About a half dozen years ago, I was almost killed when a car made a left turn through a traffic signal and ran me over while I was riding my bike. I wound up laying in the gutter in a somewhat dissociated state listening to these very troubling involuntary moans coming out of my mouth, with incredible pain in my side and feeling myself getting cold as I was going into shock.
“I just want to see my son again. I don’t want to die on the side of the road.”
I did not. And during the month I spent in the hospital and the months I spent recovering, I realized two things. First, five seconds either way and that accident never would have happened. It was just fate. It was uncontrollable. Second, that event became a catalyst for change in my life. Like a lot of people, my life had become a routine that was in many ways unsatisfying. I was financially comfortable but emotionally and spiritually unhappy. I was settling. And life, as I’ve learned, is too short and unpredictable to just settle.
All of this went through my mind on that Father’s Day as I watched the woman in the ICU. Her day had been uneventful until she developed the horrible pain that signaled the start of her aortic dissection. She was elderly and frail, and there were really not many good options for her even under the best circumstances.

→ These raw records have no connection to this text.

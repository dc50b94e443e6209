//! Service configuration loaded from a TOML file.
//!
//! Every section falls back to defaults, so an empty or missing file gives a
//! working configuration against the public OpenAI API.

use std::path::Path;
use std::time::Duration;

use anyhow::Context;
use askwhy_embeddings::OpenAICompatibleProvider;
use askwhy_retrieval::{OpenAIChatProvider, RetrievalConfig, UserProfile};
use serde::{Deserialize, Serialize};
use tracing::info;

pub const DEFAULT_CONFIG_PATH: &str = "askwhy.toml";
pub const DEFAULT_API_KEY_ENV: &str = "OPENAI_API_KEY";
pub const DEFAULT_BASE_URL: &str = "https://api.openai.com/v1";

#[derive(Debug, Clone, Default, PartialEq, Serialize, Deserialize)]
#[serde(default)]
pub struct AppConfig {
    pub server: ServerConfig,
    pub retrieval: RetrievalConfig,
    pub embedding: EmbeddingConfig,
    pub generation: GenerationConfig,
    pub profile: UserProfile,
}

#[derive(Debug, Clone, PartialEq, Serialize, Deserialize)]
#[serde(default)]
pub struct ServerConfig {
    pub bind: String,
}

impl Default for ServerConfig {
    fn default() -> Self {
        Self {
            bind: "127.0.0.1:5000".to_string(),
        }
    }
}

#[derive(Debug, Clone, PartialEq, Serialize, Deserialize)]
#[serde(default)]
pub struct EmbeddingConfig {
    pub base_url: String,
    pub model: String,
    /// Environment variable holding the API key.
    pub api_key_env: String,
    /// Requested output dimensions; the model default when unset.
    pub dimensions: Option<usize>,
    pub timeout_secs: u64,
}

impl Default for EmbeddingConfig {
    fn default() -> Self {
        Self {
            base_url: DEFAULT_BASE_URL.to_string(),
            model: "text-embedding-3-small".to_string(),
            api_key_env: DEFAULT_API_KEY_ENV.to_string(),
            dimensions: None,
            timeout_secs: 30,
        }
    }
}

impl EmbeddingConfig {
    /// Build the embedding provider described by this section.
    pub fn provider(&self) -> anyhow::Result<OpenAICompatibleProvider> {
        Ok(OpenAICompatibleProvider::new()
            .with_client(http_client(self.timeout_secs)?)
            .with_base_url(self.base_url.as_str())
            .with_model(self.model.as_str())
            .with_dimensions(self.dimensions)
            .with_api_key_from_env(&self.api_key_env))
    }
}

#[derive(Debug, Clone, PartialEq, Serialize, Deserialize)]
#[serde(default)]
pub struct GenerationConfig {
    pub base_url: String,
    pub model: String,
    /// Environment variable holding the API key.
    pub api_key_env: String,
    pub temperature: f32,
    pub timeout_secs: u64,
}

impl Default for GenerationConfig {
    fn default() -> Self {
        Self {
            base_url: DEFAULT_BASE_URL.to_string(),
            model: "gpt-4o-mini".to_string(),
            api_key_env: DEFAULT_API_KEY_ENV.to_string(),
            temperature: 0.3,
            timeout_secs: 60,
        }
    }
}

impl GenerationConfig {
    /// Build the generation provider described by this section.
    pub fn provider(&self) -> anyhow::Result<OpenAIChatProvider> {
        Ok(OpenAIChatProvider::new()
            .with_client(http_client(self.timeout_secs)?)
            .with_base_url(self.base_url.as_str())
            .with_model(self.model.as_str())
            .with_temperature(self.temperature)
            .with_api_key_from_env(&self.api_key_env))
    }
}

fn http_client(timeout_secs: u64) -> anyhow::Result<reqwest::Client> {
    reqwest::Client::builder()
        .timeout(Duration::from_secs(timeout_secs))
        .build()
        .context("Failed to build HTTP client")
}

impl AppConfig {
    /// Load config from `path`, or defaults when the file does not exist.
    pub fn load(path: &Path) -> anyhow::Result<Self> {
        if !path.exists() {
            info!("No config file at {}, using defaults", path.display());
            return Ok(Self::default());
        }

        let content = std::fs::read_to_string(path)
            .with_context(|| format!("Failed to read config {}", path.display()))?;
        let config = Self::parse(&content)
            .with_context(|| format!("Failed to parse config {}", path.display()))?;
        info!("Loaded config from {}", path.display());
        Ok(config)
    }

    /// Parse and validate config text.
    pub fn parse(content: &str) -> anyhow::Result<Self> {
        let config: Self = toml::from_str(content)?;
        config.retrieval.validate()?;
        Ok(config)
    }
}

But soon her leaking aorta would open completely, her blood pressure would go to zero, and that would be the end. If she knew that would happen today, would her day have been different? Would she have called her son to say that she loved him and thank him for taking care of her? If she knew months ago or years ago that this would happen on this day, would she have changed anything?
She had no way of knowing. None of us do. And I spend every day in the office and hospital talking with people who are unhappy with their lives. They’re unhappy in relationships. They’re unhappy with their health. They’re unhappy with their jobs. They’re unhappy about all manner of things that often times are completely within their power to change. But they don’t. “Tomorrow,” they say. “When school gets out,” they say.
Today happens once. And we are guaranteed nothing. To fret over the past and put things off on the future only squanders today. Be kind to yourself. Be kind to others. Become the person that you always wanted to be. Look around and find the good things because they are out there. When I can do that, my days are full and rich and satisfying, and I feel like I help make the lives of people around me better, too. And in the end, that’s all that matters.
Michael P. Jones is a gastroenterologist.